Saved entries
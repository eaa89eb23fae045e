//! DoIP entity configuration
//!
//! Every field has a default, so an empty TOML document is a valid config.

use std::net::IpAddr;
use std::path::Path;
use std::time::Duration;

use serde::{Deserialize, Serialize};

use crate::error::ConfigError;
use crate::uds::Address;

/// Complete DoIP entity configuration
#[derive(Debug, Clone, Serialize, Deserialize)]
pub struct DoIpConfig {
    /// TCP listener and channel pool
    #[serde(default)]
    pub tcp: TcpChannelConfig,

    /// Largest payload length accepted in a generic header
    #[serde(default = "default_max_message_length")]
    pub max_message_length: u32,

    /// 0x00 gateway, 0x01 node
    #[serde(default = "default_node_type")]
    pub node_type: u8,

    /// Logical address reported in routing activation responses
    #[serde(default = "default_primary_target_address")]
    pub primary_target_address: Address,

    /// Physical target addresses reachable through this entity.
    /// Empty means every target address is accepted.
    #[serde(default)]
    pub target_addresses: Vec<Address>,

    /// Inactivity timeouts
    #[serde(default)]
    pub timing: TimingConfig,

    /// Routing activation acceptance rules
    #[serde(default)]
    pub routing_activation: RoutingActivationConfig,
}

fn default_max_message_length() -> u32 {
    4096
}

fn default_node_type() -> u8 {
    0x01
}

fn default_primary_target_address() -> Address {
    0x0010
}

impl Default for DoIpConfig {
    fn default() -> Self {
        Self {
            tcp: TcpChannelConfig::default(),
            max_message_length: default_max_message_length(),
            node_type: default_node_type(),
            primary_target_address: default_primary_target_address(),
            target_addresses: Vec::new(),
            timing: TimingConfig::default(),
            routing_activation: RoutingActivationConfig::default(),
        }
    }
}

impl DoIpConfig {
    /// Load configuration from a TOML file
    pub fn load(path: impl AsRef<Path>) -> Result<Self, ConfigError> {
        let path = path.as_ref();
        let content = std::fs::read_to_string(path).map_err(|source| ConfigError::Read {
            path: path.display().to_string(),
            source,
        })?;
        Self::from_toml_str(&content)
    }

    /// Parse configuration from a TOML document
    pub fn from_toml_str(content: &str) -> Result<Self, ConfigError> {
        let config: Self = toml::from_str(content)?;
        config.validate()?;
        Ok(config)
    }

    /// Reject configurations the channel engine cannot run with
    pub fn validate(&self) -> Result<(), ConfigError> {
        if self.tcp.max_channels == 0 {
            return Err(ConfigError::Invalid(
                "tcp.max_channels must be at least 1".to_string(),
            ));
        }
        if self.routing_activation.min_source_address > self.routing_activation.max_source_address
        {
            return Err(ConfigError::Invalid(format!(
                "routing_activation.min_source_address 0x{:04X} exceeds max_source_address 0x{:04X}",
                self.routing_activation.min_source_address,
                self.routing_activation.max_source_address
            )));
        }
        // a diagnostic message needs SA, TA and at least one UDS byte
        if self.max_message_length < 5 {
            return Err(ConfigError::Invalid(
                "max_message_length must be at least 5".to_string(),
            ));
        }
        if self.timing.initial_inactivity_ms == 0 || self.timing.general_inactivity_ms == 0 {
            return Err(ConfigError::Invalid(
                "inactivity timeouts must be non-zero".to_string(),
            ));
        }
        Ok(())
    }

    /// Whether a physical target address is served by this entity
    pub fn is_known_target_address(&self, target_address: Address) -> bool {
        self.target_addresses.is_empty() || self.target_addresses.contains(&target_address)
    }
}

// =============================================================================
// TCP Configuration
// =============================================================================

#[derive(Debug, Clone, Serialize, Deserialize)]
pub struct TcpChannelConfig {
    /// Listen address
    #[serde(default = "default_ip_address")]
    pub ip_address: IpAddr,

    /// Listen port (13400 is the DoIP data port)
    #[serde(default = "default_port")]
    pub port: u16,

    /// Concurrent routing-activated connections
    #[serde(default = "default_max_channels")]
    pub max_channels: usize,
}

fn default_ip_address() -> IpAddr {
    IpAddr::from([0, 0, 0, 0])
}

fn default_port() -> u16 {
    13400
}

fn default_max_channels() -> usize {
    4
}

impl Default for TcpChannelConfig {
    fn default() -> Self {
        Self {
            ip_address: default_ip_address(),
            port: default_port(),
            max_channels: default_max_channels(),
        }
    }
}

// =============================================================================
// Timing Configuration
// =============================================================================

#[derive(Debug, Clone, Serialize, Deserialize)]
pub struct TimingConfig {
    /// Time allowed between accept and routing activation
    #[serde(default = "default_initial_inactivity_ms")]
    pub initial_inactivity_ms: u64,

    /// Time allowed between messages on a registered channel
    #[serde(default = "default_general_inactivity_ms")]
    pub general_inactivity_ms: u64,
}

fn default_initial_inactivity_ms() -> u64 {
    2000
}

fn default_general_inactivity_ms() -> u64 {
    5000
}

impl TimingConfig {
    pub fn initial_inactivity(&self) -> Duration {
        Duration::from_millis(self.initial_inactivity_ms)
    }

    pub fn general_inactivity(&self) -> Duration {
        Duration::from_millis(self.general_inactivity_ms)
    }
}

impl Default for TimingConfig {
    fn default() -> Self {
        Self {
            initial_inactivity_ms: default_initial_inactivity_ms(),
            general_inactivity_ms: default_general_inactivity_ms(),
        }
    }
}

// =============================================================================
// Routing Activation Configuration
// =============================================================================

#[derive(Debug, Clone, Serialize, Deserialize)]
pub struct RoutingActivationConfig {
    /// Lowest tester source address accepted
    #[serde(default = "default_min_source_address")]
    pub min_source_address: Address,

    /// Highest tester source address accepted
    #[serde(default = "default_max_source_address")]
    pub max_source_address: Address,

    /// The single supported activation type
    #[serde(default = "default_activation_type")]
    pub activation_type: u8,
}

fn default_min_source_address() -> Address {
    0x0000
}

fn default_max_source_address() -> Address {
    0xFFFF
}

fn default_activation_type() -> u8 {
    0x00
}

impl RoutingActivationConfig {
    pub fn is_known_source_address(&self, source_address: Address) -> bool {
        (self.min_source_address..=self.max_source_address).contains(&source_address)
    }
}

impl Default for RoutingActivationConfig {
    fn default() -> Self {
        Self {
            min_source_address: default_min_source_address(),
            max_source_address: default_max_source_address(),
            activation_type: default_activation_type(),
        }
    }
}

#[cfg(test)]
mod tests {
    use super::*;
    use std::io::Write;

    #[test]
    fn test_empty_document_uses_defaults() {
        let config = DoIpConfig::from_toml_str("").unwrap();
        assert_eq!(config.tcp.port, 13400);
        assert_eq!(config.tcp.max_channels, 4);
        assert_eq!(config.max_message_length, 4096);
        assert_eq!(config.primary_target_address, 0x0010);
        assert_eq!(config.timing.initial_inactivity(), Duration::from_millis(2000));
        assert_eq!(config.timing.general_inactivity(), Duration::from_millis(5000));
        assert!(config.routing_activation.is_known_source_address(0xFFFF));
    }

    #[test]
    fn test_partial_document_overrides() {
        let config = DoIpConfig::from_toml_str(
            r#"
            primary_target_address = 0x1234
            target_addresses = [0x1234, 0x1235]

            [tcp]
            port = 13401
            max_channels = 2

            [routing_activation]
            min_source_address = 0x0E00
            max_source_address = 0x0EFF
            "#,
        )
        .unwrap();
        assert_eq!(config.tcp.port, 13401);
        assert_eq!(config.tcp.max_channels, 2);
        assert_eq!(config.primary_target_address, 0x1234);
        assert!(config.is_known_target_address(0x1235));
        assert!(!config.is_known_target_address(0x0010));
        assert!(config.routing_activation.is_known_source_address(0x0E80));
        assert!(!config.routing_activation.is_known_source_address(0x0F00));
    }

    #[test]
    fn test_empty_target_list_accepts_everything() {
        let config = DoIpConfig::default();
        assert!(config.is_known_target_address(0x4711));
    }

    #[test]
    fn test_validate_rejects_bad_values() {
        let mut config = DoIpConfig::default();
        config.tcp.max_channels = 0;
        assert!(matches!(config.validate(), Err(ConfigError::Invalid(_))));

        let mut config = DoIpConfig::default();
        config.routing_activation.min_source_address = 0x0F00;
        config.routing_activation.max_source_address = 0x0E00;
        assert!(config.validate().is_err());

        let mut config = DoIpConfig::default();
        config.max_message_length = 4;
        assert!(config.validate().is_err());

        let mut config = DoIpConfig::default();
        config.timing.general_inactivity_ms = 0;
        assert!(config.validate().is_err());
    }

    #[test]
    fn test_load_from_file() {
        let mut file = tempfile::NamedTempFile::new().unwrap();
        writeln!(file, "node_type = 0\n[timing]\ninitial_inactivity_ms = 500").unwrap();
        let config = DoIpConfig::load(file.path()).unwrap();
        assert_eq!(config.node_type, 0);
        assert_eq!(config.timing.initial_inactivity_ms, 500);
        assert_eq!(config.timing.general_inactivity_ms, 5000);
    }

    #[test]
    fn test_load_missing_file() {
        let err = DoIpConfig::load("/nonexistent/doipd.toml").unwrap_err();
        assert!(matches!(err, ConfigError::Read { .. }));
    }
}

_What you are asked to do:_ Take the lines from the start of the records through the line holding "pub struct DoIpConfig", both included, and please print them exactly, with nothing else.

_Exercise output:_
repository eaa89eb23fae045e
//! DoIP entity configuration
//!
//! Every field has a default, so an empty TOML document is a valid config.

use std::net::IpAddr;
use std::path::Path;
use std::time::Duration;

use serde::{Deserialize, Serialize};

use crate::error::ConfigError;
use crate::uds::Address;

/// Complete DoIP entity configuration
#[derive(Debug, Clone, Serialize, Deserialize)]
pub struct DoIpConfig {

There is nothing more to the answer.